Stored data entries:

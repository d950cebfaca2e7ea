use serde::Deserialize;
use testenv_client::{ClientError, TestClient, TestResponse};
use testenv_common::BaseAddress;

// Helper: a client aimed at the given mockito server URL.
fn client_for(server_url: &str) -> TestClient {
    TestClient::new(&BaseAddress::parse(server_url).unwrap())
}

#[test]
fn test_url_joins_with_single_separator() {
    let client = TestClient::new(&BaseAddress::localhost(8090).unwrap());
    assert_eq!(client.url("/ping"), "http://localhost:8090/ping");
    assert_eq!(client.url("ping"), "http://localhost:8090/ping");
    assert_eq!(client.base().port(), 8090);
}

#[test]
fn test_url_with_prefix() {
    let client = TestClient::new(&BaseAddress::parse("http://localhost:8090/api").unwrap());
    assert_eq!(client.url("/ping"), "http://localhost:8090/api/ping");
}

#[test]
fn test_response_is_success() {
    let ok = TestResponse { status: 204, body: String::new() };
    let missing = TestResponse { status: 404, body: String::new() };
    assert!(ok.is_success());
    assert!(!missing.is_success());
}

#[test]
fn test_response_json() {
    #[derive(Deserialize, Debug, PartialEq)]
    struct Health {
        status: String,
    }

    let response = TestResponse { status: 200, body: r#"{"status":"ok"}"#.to_string() };
    assert_eq!(response.json::<Health>().unwrap(), Health { status: "ok".to_string() });

    let garbage = TestResponse { status: 200, body: "nope".to_string() };
    assert!(matches!(garbage.json::<Health>(), Err(ClientError::Decode(_))));
}

#[tokio::test]
async fn test_get_returns_status_and_body() {
    let mut server = mockito::Server::new_async().await;
    let mock = server
        .mock("GET", "/ping")
        .with_status(200)
        .with_body("pong")
        .create_async()
        .await;

    let response = client_for(&server.url()).get("/ping").await.unwrap();

    mock.assert_async().await;
    assert_eq!(response, TestResponse { status: 200, body: "pong".to_string() });
}

#[tokio::test]
async fn test_get_non_success_status_is_not_an_error() {
    let mut server = mockito::Server::new_async().await;
    let mock = server
        .mock("GET", "/missing")
        .with_status(404)
        .with_body("not here")
        .create_async()
        .await;

    let response = client_for(&server.url()).get("missing").await.unwrap();

    mock.assert_async().await;
    assert_eq!(response.status, 404);
    assert!(!response.is_success());
}

#[tokio::test]
async fn test_post_sends_body() {
    let mut server = mockito::Server::new_async().await;
    let mock = server
        .mock("POST", "/echo")
        .match_body("hello")
        .with_status(201)
        .with_body("created")
        .create_async()
        .await;

    let response = client_for(&server.url()).post("/echo", "hello").await.unwrap();

    mock.assert_async().await;
    assert_eq!(response.status, 201);
    assert_eq!(response.body, "created");
}

#[tokio::test]
async fn test_delete() {
    let mut server = mockito::Server::new_async().await;
    let mock = server
        .mock("DELETE", "/items/1")
        .with_status(204)
        .create_async()
        .await;

    let response = client_for(&server.url()).delete("/items/1").await.unwrap();

    mock.assert_async().await;
    assert_eq!(response.status, 204);
    assert!(response.body.is_empty());
}

#[tokio::test]
async fn test_connection_refused_is_network_error() {
    // Bind then drop to get a port nothing listens on
    let port = {
        let listener = std::net::TcpListener::bind("127.0.0.1:0").unwrap();
        listener.local_addr().unwrap().port()
    };
    let client = TestClient::new(&BaseAddress::new("http", "127.0.0.1", port, None).unwrap());

    assert!(matches!(client.get("/ping").await, Err(ClientError::Network(_))));
}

Aim of the task:
Word for word, copy every entry.

Output:
repository d950cebfaca2e7ea
use serde::Deserialize;
use testenv_client::{ClientError, TestClient, TestResponse};
use testenv_common::BaseAddress;

// Helper: a client aimed at the given mockito server URL.
fn client_for(server_url: &str) -> TestClient {
    TestClient::new(&BaseAddress::parse(server_url).unwrap())
}

#[test]
fn test_url_joins_with_single_separator() {
    let client = TestClient::new(&BaseAddress::localhost(8090).unwrap());
    assert_eq!(client.url("/ping"), "http://localhost:8090/ping");
    assert_eq!(client.url("ping"), "http://localhost:8090/ping");
    assert_eq!(client.base().port(), 8090);
}

#[test]
fn test_url_with_prefix() {
    let client = TestClient::new(&BaseAddress::parse("http://localhost:8090/api").unwrap());
    assert_eq!(client.url("/ping"), "http://localhost:8090/api/ping");
}

#[test]
fn test_response_is_success() {
    let ok = TestResponse { status: 204, body: String::new() };
    let missing = TestResponse { status: 404, body: String::new() };
    assert!(ok.is_success());
    assert!(!missing.is_success());
}

#[test]
fn test_response_json() {
    #[derive(Deserialize, Debug, PartialEq)]
    struct Health {
        status: String,
    }

    let response = TestResponse { status: 200, body: r#"{"status":"ok"}"#.to_string() };
    assert_eq!(response.json::<Health>().unwrap(), Health { status: "ok".to_string() });

    let garbage = TestResponse { status: 200, body: "nope".to_string() };
    assert!(matches!(garbage.json::<Health>(), Err(ClientError::Decode(_))));
}

#[tokio::test]
async fn test_get_returns_status_and_body() {
    let mut server = mockito::Server::new_async().await;
    let mock = server
        .mock("GET", "/ping")
        .with_status(200)
        .with_body("pong")
        .create_async()
        .await;

    let response = client_for(&server.url()).get("/ping").await.unwrap();

    mock.assert_async().await;
    assert_eq!(response, TestResponse { status: 200, body: "pong".to_string() });
}

#[tokio::test]
async fn test_get_non_success_status_is_not_an_error() {
    let mut server = mockito::Server::new_async().await;
    let mock = server
        .mock("GET", "/missing")
        .with_status(404)
        .with_body("not here")
        .create_async()
        .await;

    let response = client_for(&server.url()).get("missing").await.unwrap();

    mock.assert_async().await;
    assert_eq!(response.status, 404);
    assert!(!response.is_success());
}

#[tokio::test]
async fn test_post_sends_body() {
    let mut server = mockito::Server::new_async().await;
    let mock = server
        .mock("POST", "/echo")
        .match_body("hello")
        .with_status(201)
        .with_body("created")
        .create_async()
        .await;

    let response = client_for(&server.url()).post("/echo", "hello").await.unwrap();

    mock.assert_async().await;
    assert_eq!(response.status, 201);
    assert_eq!(response.body, "created");
}

#[tokio::test]
async fn test_delete() {
    let mut server = mockito::Server::new_async().await;
    let mock = server
        .mock("DELETE", "/items/1")
        .with_status(204)
        .create_async()
        .await;

    let response = client_for(&server.url()).delete("/items/1").await.unwrap();

    mock.assert_async().await;
    assert_eq!(response.status, 204);
    assert!(response.body.is_empty());
}

#[tokio::test]
async fn test_connection_refused_is_network_error() {
    // Bind then drop to get a port nothing listens on
    let port = {
        let listener = std::net::TcpListener::bind("127.0.0.1:0").unwrap();
        listener.local_addr().unwrap().port()
    };
    let client = TestClient::new(&BaseAddress::new("http", "127.0.0.1", port, None).unwrap());

    assert!(matches!(client.get("/ping").await, Err(ClientError::Network(_))));
}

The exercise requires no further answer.